Validation of a PCR technique for kidd blood group genotyping

Abstract

The Kidd blood group antigens, Jka and Jkb, are two of the main surface markers which are found on the red blood cells’ membrane. The determination of whether a donor or a recipient has the Jka and/or the Jkb antigens is crucially important in order to have a successful transfusion without the development of adverse incompatibility-related reactions. In Malta, routine serological-based tests are applied with the purpose of differentiating between homozygous and heterozygous states for the Jk antigens respectively. Although these tests are highly specific and sensitive, there are particular clinical scenarios where haemagglutination assays are not suitable for determining the individual’s Kidd blood group status.

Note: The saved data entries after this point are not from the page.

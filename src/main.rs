//! PCM Shared-Memory Bridge - 命令行工具
//!
//! - tone: 作为写者打开 session，按播放时钟节奏写入正弦测试音
//! - monitor: 作为消费者挂载共享段，周期性打印计数器
//! - info / unlink: 布局信息与段清理

use std::sync::atomic::{AtomicBool, Ordering};
use std::sync::Arc;
use std::time::{Duration, Instant};

use clap::{Parser, Subcommand};

use pcm_shm_bridge::audio::format::{HwConstraints, MAX_TRANSFER_BYTES, MIN_TRANSFER_BYTES};
use pcm_shm_bridge::audio::ring_buffer::BUFFER_SIZE;
use pcm_shm_bridge::session::DEFAULT_SEGMENT_NAME;
use pcm_shm_bridge::shm::SHARED_STATE_SIZE;
use pcm_shm_bridge::{AudioFormat, ConsumerView, HwParams, SessionConfig, SharedSegment, TransportSession};

/// PCM Shared-Memory Bridge - playback transport over POSIX shared memory
#[derive(Parser)]
#[command(name = "pcm-shm-bridge")]
#[command(author, version, about, long_about = None)]
struct Cli {
    #[command(subcommand)]
    command: Commands,

    /// Shared memory segment name
    #[arg(short, long, default_value = DEFAULT_SEGMENT_NAME, global = true)]
    segment: String,

    /// Show verbose output
    #[arg(short, long, global = true)]
    verbose: bool,
}

#[derive(Subcommand)]
enum Commands {
    /// Show segment layout and the accepted stream format
    Info,

    /// Write a sine test tone as the single writer
    Tone {
        /// Tone frequency in Hz
        #[arg(short, long, default_value = "440")]
        frequency: f32,

        /// Stop after this many seconds (runs until Ctrl+C if omitted)
        #[arg(short, long)]
        duration: Option<u64>,

        /// Frames per write call
        #[arg(short, long, default_value = "1024")]
        period_frames: usize,

        /// How far ahead of the playback clock to keep the queue, in milliseconds
        #[arg(long, default_value = "200")]
        lead_ms: u64,

        /// Lock the mapped segment in memory
        #[arg(long)]
        lock_memory: bool,
    },

    /// Attach as the consumer and print counters
    Monitor {
        /// Poll interval in milliseconds
        #[arg(short, long, default_value = "500")]
        interval_ms: u64,

        /// Report the clock estimate back as played bytes (emulates a real consumer)
        #[arg(long)]
        report_played: bool,
    },

    /// Remove the named segment
    Unlink,
}

fn main() -> anyhow::Result<()> {
    let cli = Cli::parse();

    // 初始化日志
    if cli.verbose {
        env_logger::Builder::from_env(env_logger::Env::default().default_filter_or("info")).init();
    } else {
        env_logger::Builder::from_env(env_logger::Env::default().default_filter_or("warn")).init();
    }

    match cli.command {
        Commands::Info => show_info(&cli.segment),
        Commands::Tone {
            frequency,
            duration,
            period_frames,
            lead_ms,
            lock_memory,
        } => {
            let config = SessionConfig {
                segment_name: cli.segment.clone(),
                lock_memory,
                ..SessionConfig::default()
            };
            let options = ToneOptions {
                frequency,
                duration: duration.map(Duration::from_secs),
                period_frames: period_frames.max(1),
                lead: Duration::from_millis(lead_ms),
            };
            play_tone(&config, &options)
        }
        Commands::Monitor {
            interval_ms,
            report_played,
        } => monitor(&cli.segment, Duration::from_millis(interval_ms), report_played),
        Commands::Unlink => {
            SharedSegment::unlink(&cli.segment)?;
            println!("Removed {}", cli.segment);
            Ok(())
        }
    }
}

/// 安装 Ctrl+C 处理，返回 running 标志
fn install_ctrlc() -> anyhow::Result<Arc<AtomicBool>> {
    let running = Arc::new(AtomicBool::new(true));
    let r = running.clone();
    ctrlc::set_handler(move || {
        r.store(false, Ordering::SeqCst);
    })?;
    Ok(running)
}

/// 显示布局信息
fn show_info(segment: &str) -> anyhow::Result<()> {
    let format = AudioFormat::BRIDGE;
    let constraints = HwConstraints::bridge();

    println!("=== PCM Shared-Memory Bridge ===\n");
    println!("Segment:       {}", segment);
    println!("Segment size:  {} bytes", SHARED_STATE_SIZE);
    println!("Ring buffer:   {} bytes ({:.2}s of audio)", BUFFER_SIZE, BUFFER_SIZE as f64 / format.byte_rate() as f64);
    println!();
    println!(
        "Format:        S16_LE {}ch {}Hz interleaved, {} bytes/frame",
        format.channels,
        format.sample_rate,
        format.bytes_per_frame()
    );
    println!(
        "Period/buffer: power of two in [{}, {}] bytes",
        MIN_TRANSFER_BYTES, MAX_TRANSFER_BYTES
    );
    println!(
        "Periods:       {} - {}",
        constraints.periods.0, constraints.periods.1
    );

    match ConsumerView::attach(segment) {
        Ok(view) => println!("\nLive segment:  {}", view.snapshot()),
        Err(e) => println!("\nLive segment:  not available ({})", e),
    }

    Ok(())
}

struct ToneOptions {
    frequency: f32,
    duration: Option<Duration>,
    period_frames: usize,
    lead: Duration,
}

/// 交织立体声正弦发生器
struct ToneGenerator {
    phase: f32,
    step: f32,
    samples: Vec<i16>,
    bytes: Vec<u8>,
}

impl ToneGenerator {
    fn new(format: &AudioFormat, frequency: f32, period_frames: usize) -> Self {
        let channels = format.channels as usize;
        Self {
            phase: 0.0,
            step: 2.0 * std::f32::consts::PI * frequency / format.sample_rate as f32,
            samples: vec![0; period_frames * channels],
            bytes: vec![0; format.frames_to_bytes(period_frames)],
        }
    }

    /// 生成下一周期，返回交织字节
    fn next_period(&mut self, format: &AudioFormat) -> &[u8] {
        let channels = format.channels as usize;
        for frame in self.samples.chunks_exact_mut(channels) {
            // -12 dBFS
            let value = (self.phase.sin() * 0.25 * i16::MAX as f32) as i16;
            frame.fill(value);
            self.phase = (self.phase + self.step) % (2.0 * std::f32::consts::PI);
        }
        format.samples_to_bytes(&self.samples, &mut self.bytes);
        &self.bytes
    }
}

/// 写入测试音
///
/// 保持 queued 领先时钟估算 `lead`；环绕截断时在同一周期内补写剩余帧。
fn play_tone(config: &SessionConfig, options: &ToneOptions) -> anyhow::Result<()> {
    let running = install_ctrlc()?;

    let mut session = TransportSession::open(config, &HwParams::default())?;
    let format = *session.format();
    let mut generator = ToneGenerator::new(&format, options.frequency, options.period_frames);

    let lead_bytes = format.byte_rate() as u64 * options.lead.as_millis() as u64 / 1000;
    let period_sleep = Duration::from_micros(
        options.period_frames as u64 * 1_000_000 / format.sample_rate as u64 / 2,
    );

    println!(
        "Writing {:.1} Hz tone to {} (Ctrl+C to stop)",
        options.frequency, config.segment_name
    );

    session.prepare();
    session.start();
    let started = Instant::now();
    let mut total_bytes: u64 = 0;

    while running.load(Ordering::SeqCst) {
        if let Some(limit) = options.duration {
            if started.elapsed() >= limit {
                break;
            }
        }

        let position = session.query_position_now();
        let target = format.frames_to_bytes(position as usize) as u64 + lead_bytes;

        'fill: while total_bytes < target {
            let period = generator.next_period(&format);
            let mut offset = 0;
            while offset < options.period_frames {
                let accepted = session.write(offset, options.period_frames - offset, period);
                if accepted == 0 {
                    log::warn!("Write accepted no frames at offset {}", offset);
                    total_bytes += format.frames_to_bytes(offset) as u64;
                    break 'fill;
                }
                offset += accepted;
            }
            total_bytes += format.frames_to_bytes(offset) as u64;
        }

        std::thread::sleep(period_sleep);
    }

    session.drain();
    log::info!("{}", session.stats().report());
    session.stop();
    session.close();

    println!(
        "Stopped after {:.1}s, {} bytes written",
        started.elapsed().as_secs_f64(),
        total_bytes
    );
    Ok(())
}

/// 以消费者身份周期性打印计数器
fn monitor(segment: &str, interval: Duration, report_played: bool) -> anyhow::Result<()> {
    let running = install_ctrlc()?;
    let view = ConsumerView::attach(segment)?;
    let header = view.header();
    let format = view.format();

    println!(
        "Attached to {} ({}Hz, {} bytes/frame, {} byte ring)",
        segment, header.sample_rate, header.frame_bytes, header.capacity
    );

    while running.load(Ordering::SeqCst) {
        let snapshot = view.snapshot();
        if report_played && snapshot.running {
            // 只回报已经写入的部分
            let played = if snapshot.lead_bytes() >= 0 {
                snapshot.expected_played_bytes
            } else {
                snapshot.queued_bytes
            };
            view.report_played(played);
        }

        // 最近 100ms 的峰值
        let peak = view.recent_peak(format.byte_rate() / 10);
        println!("{} | peak: {}", snapshot, format_dbfs(peak));
        if snapshot.running && snapshot.lead_bytes() < 0 {
            log::warn!("Clock estimate is {} bytes ahead of queued data", -snapshot.lead_bytes());
        }

        std::thread::sleep(interval);
    }

    Ok(())
}

/// 峰值样本 → dBFS 文本
fn format_dbfs(peak: u16) -> String {
    if peak == 0 {
        return "-inf dBFS".to_string();
    }
    let db = 20.0 * (peak as f64 / i16::MAX as f64).log10();
    format!("{:.1} dBFS", db)
}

Additionally, the alternative genotyping procedure has never been applied in Malta within the context of molecular transfusion. Thus, this study was performed to determine whether Polymerase Chain Reaction - Restriction Fragment Length Polymorphism (PCR-RFLP) is suitable for distinguishing amongst the three different Kidd phenotypes. After extracting 50 DNA from blood samples obtained from serologically-tested healthy donors who expressed at least one of the Kidd antigens, PCR-RFLP analyses were carried out and the results of the latter were compared with the ones previously obtained with haemagglutination. Since the results of both tests were a complete match with one another, the PCR-RFLP method was confirmed as a suitable laboratory technique that can be used to determine the Kidd blood group of donors and recipients.